The second stage is to develop a mindfulness practice. This is where we really begin to examine what beliefs lie behind our performances. In trading, the trader has to take full responsibility for the results of their trading. There is no outside force to blame. It is you, and only you, that keep creating the results from your trading performances. The “you” that trades is the beliefs about self and the world that gelled into the person you currently are. The reason that learning to observe the beliefs behind your fears is important is because it is your beliefs that actually are doing your trading. This is what has to re-structured.

 

The third state of psychological development is learning how to become aware of the thoughts running in your head as you trade. These thoughts give voice to your beliefs. And your beliefs are what are trading your methodology. Learning how to observe the inner workings of thought gives you a window into your beliefs. This requires skills development with large doses of courage to confront your inner demons that give rise to your self doubt.

 

The fourth stage of psychological re-invention of the self is to recognize that you have powerful internal resources that can be developed into a working mindset for successful trading. In the same way that fear is an inherent part of being human, so are elements of an empowered self. The very discipline that most traders have been seeking externally is also an inherent element of your humanness. You do not have to pretend discipline is there by the use of affirmations. Rather, it exists as a feeling you experience in your body that becomes accessible to your mind.
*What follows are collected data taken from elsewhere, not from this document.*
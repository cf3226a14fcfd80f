//! The shared output grid.

use crate::{BoundingBox, Cell, Pattern};
use std::collections::HashMap;

#[derive(Debug, Clone, Copy, PartialEq, Eq)]
pub enum CellState {
    Dead,
    Alive,
}

/// Sparse composite grid built by the layout engine.
///
/// Explicitly written cells live in a map; column regions are recorded as
/// dead background rectangles instead of being filled cell by cell. Only the
/// layout engine writes to it.
#[derive(Debug, Clone, Default)]
pub struct OutputGrid {
    cells: HashMap<Cell, CellState>,
    background: Vec<BoundingBox>,
    overlaps: usize,
}

impl OutputGrid {
    pub fn new() -> Self {
        OutputGrid::default()
    }

    /// State of `cell`, or `None` outside every written cell and region.
    pub fn state(&self, cell: Cell) -> Option<CellState> {
        match self.cells.get(&cell) {
            Some(state) => Some(*state),
            None if self.background.iter().any(|region| region.contains(cell)) => Some(CellState::Dead),
            None => None,
        }
    }

    pub fn is_alive(&self, cell: Cell) -> bool {
        self.cells.get(&cell) == Some(&CellState::Alive)
    }

    /// Number of live cells.
    pub fn population(&self) -> usize {
        self.cells.values().filter(|s| **s == CellState::Alive).count()
    }

    /// Dead background rectangles, one per column region, in creation order.
    pub fn regions(&self) -> &[BoundingBox] {
        &self.background
    }

    /// Live cells stamped on top of an already live cell. Zero for any
    /// layout that honours its spacing rules.
    pub fn overlaps(&self) -> usize {
        self.overlaps
    }

    pub fn live_pattern(&self) -> Pattern {
        self.cells.iter().filter(|(_, s)| **s == CellState::Alive).map(|(c, _)| *c).collect()
    }

    /// Box around the live cells.
    pub fn bounding_box(&self) -> Option<BoundingBox> {
        BoundingBox::of_cells(self.cells.iter().filter(|(_, s)| **s == CellState::Alive).map(|(c, _)| c))
    }

    pub(crate) fn fill_dead(&mut self, region: BoundingBox) {
        self.background.push(region);
    }

    /// Write every cell of `pattern`, shifted by `(dx, dy)`, as alive.
    pub(crate) fn stamp(&mut self, pattern: &Pattern, dx: i64, dy: i64) -> usize {
        let mut collisions = 0;
        for cell in pattern.cells() {
            if self.cells.insert(cell.offset(dx, dy), CellState::Alive) == Some(CellState::Alive) {
                collisions += 1;
            }
        }
        self.overlaps += collisions;
        collisions
    }
}
//! Per-pattern error kinds.
//!
//! Every variant describes something wrong with one input block. None of them
//! stops a batch: decode failures and detector rejections are recorded on the
//! block's [`Classification`](crate::Classification) and processing moves on.

#[derive(Debug, Clone, PartialEq, Eq, thiserror::Error)]
pub enum CatalogError {
    /// The block has no `x = .., y = .., rule = B3/S23` header.
    #[error("no `rule = B3/S23` declaration")]
    MissingRuleDeclaration,

    /// A run count pushed the body past the coordinate or cell limit.
    #[error("run-length body exceeds the decoder's size limits")]
    OversizedPattern,

    /// The decoded coordinate list had odd length (multi-state data read as
    /// binary). Recovered by dropping the dangling value.
    #[error("odd-length coordinate list ({len} values); dangling value ignored")]
    MalformedCoordinateParity { len: usize },

    /// Every cell died.
    #[error("dies out completely at generation {generation}")]
    Extinct { generation: u64 },

    /// The pattern never returned to its starting cell set.
    #[error("no return to the starting cells within {generations} generations")]
    GenerationLimitExceeded { generations: u64 },
}

impl CatalogError {
    /// Short, stable identifier used in reports.
    pub fn kind(&self) -> &'static str {
        match self {
            CatalogError::MissingRuleDeclaration => "missing-rule-declaration",
            CatalogError::OversizedPattern => "oversized-pattern",
            CatalogError::MalformedCoordinateParity { .. } => "malformed-coordinate-parity",
            CatalogError::Extinct { .. } => "extinct",
            CatalogError::GenerationLimitExceeded { .. } => "generation-limit-exceeded",
        }
    }
}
For most traders, this is an inherent aspect of your psychology that will have to be developed.

 

The fifth stage is vigilance. Many would call this humbleness. You train yourself to respond to uncertainty from your new-found resources. You commit to the practice of pulling up this internal discipline. Without practice, like any new emerging skill, the skill will atrophy as a habit if not regularly practiced. You become mindful of what state of mind you intend to bring to your trading room. Left to its own devices, your old psychology based on the avoidance of uncertainty will re-assert itself. That is just the biology of pattern showing up as psychology. That is why a mindfulness practice becomes essential to successful trading. It was never your methodology, your indicators, or your trading plan. It was always the mindset that you brought to these elements of trading that produced the performances. And with discipline and self honesty, the mindset you bring the uncertainty of trading can be developed.